Do Not Disappoint Us Now, Obama


President Barack Obama addressed the nation yesterday to report that he has asked the Republicans to enable him to complete his third and last great revolutionary promise: immigration reform (the other two being health care reform and financial reform).

With the first two reforms having been approved with great effort and fatigue, the last reform has presented itself as the conclusive battle, the one that will decide how the United States will define itself throughout this century. The request from Obama to the Republicans is not simply a matter of arithmetic — he needs to convince at least a couple of Republican senators to join with the Democrats, when it comes time to vote — it is an issue of national security. There is no economy or nation that can deal with 11 million illegal workers out of federal control, with many at the mercy of criminal organizations.
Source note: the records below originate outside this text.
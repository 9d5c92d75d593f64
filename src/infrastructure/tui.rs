pub mod event_source;
pub mod real;
pub mod test;

use std::future::Future;
use std::pin::Pin;

use color_eyre::eyre::Result;
use crossterm::event::{KeyEvent, MouseEvent};
use ratatui::prelude::Rect;
use serde::{Deserialize, Serialize};

pub type IO = std::io::Stdout;
pub fn io() -> IO {
    std::io::stdout()
}
pub type Frame<'a> = ratatui::Frame<'a>;

#[derive(Clone, Debug, Serialize, Deserialize)]
pub enum Event {
    Init,
    Quit,
    Error,
    Closed,
    Tick,
    Render,
    FocusGained,
    FocusLost,
    Paste(String),
    Key(KeyEvent),
    Mouse(MouseEvent),
    Resize(u16, u16),
}

/// Terminal abstraction shared by the crossterm-backed terminal and the test backend
pub trait TuiLike: Send {
    fn enter(&mut self) -> Result<()>;
    fn exit(&mut self) -> Result<()>;
    /// Leave the terminal and stop the process until it is continued (Ctrl-Z)
    fn suspend(&mut self) -> Result<()>;
    fn size(&self) -> Result<Rect>;
    fn draw(&mut self, f: &mut dyn FnMut(&mut Frame<'_>)) -> Result<()>;
    fn resize(&mut self, area: Rect) -> Result<()>;
    fn next(&mut self) -> Pin<Box<dyn Future<Output = Option<Event>> + Send + '_>>;
}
This massive amount of mostly Mexican immigrants gives rise to a problem similar to one in the days when members of a segregated black minority were treated as second-class citizens, and marginalized and persecuted as criminals by whites when they tried to rebel. Only the leadership of the Rev. Dr. Martin Luther King Jr. and his peaceful resistance actively managed to put together an unarmed army for war, which overcame the white resistance and eventually gained recognition of their civil rights (Obama himself, as the first Black president in history, is living proof).

However, Hispanics do not have a Dr. King to follow. The Hispanic community in the United States, which has nearly 50 million members and is larger than the black population, has only President Obama to be their last hope in the recognition of the rights of a huge mass of illegal workers, and above all, to go against the counterrevolution driven by the extreme right, which turns anyone with Latino ethnic attributes into suspected criminals.

Therefore, the United States is gambling its future on applying realpolitik, with those who favor paying the price to legalize millions of illegal immigrants in exchange for an increase in border control, or with those who bet on the “hunt,” pure and simple, of the Latino, as is the intention of Arizona Gov. Jan Brewer, of her party colleague, the “presidential” Sarah Palin and of supremacist organizations, such as the very active Tea Party or the ultra-right channel Fox.

In his message yesterday, there was no announcement that the federal government would file a lawsuit against Arizona, for being openly racist and overstepping the state’s boundaries over Washington’s authority. Perhaps Obama does not intend on exacerbating the feelings of the toughest sectors of the Republican Party; perhaps he is looking for a quick agreement with moderate Republicans, before they are engulfed by the most intransigent of the Old Party.

In any case, the message was blunt and leaves no doubt: America is a country of immigrants and its immigration system must reflect this reality. To deny it would be suicidal, not only for the supposed desire for Obama’s re-election, but also for the very stability and social peace of a country that is increasingly divided over the issue of immigration.

The third revolutionary wave, immigration reform, is already underway. Obama cannot disappoint those to whom, in his campaign, he promised to resolve this important issue: to those millions of Hispanics who have placed in him the hope of a United States with more justice.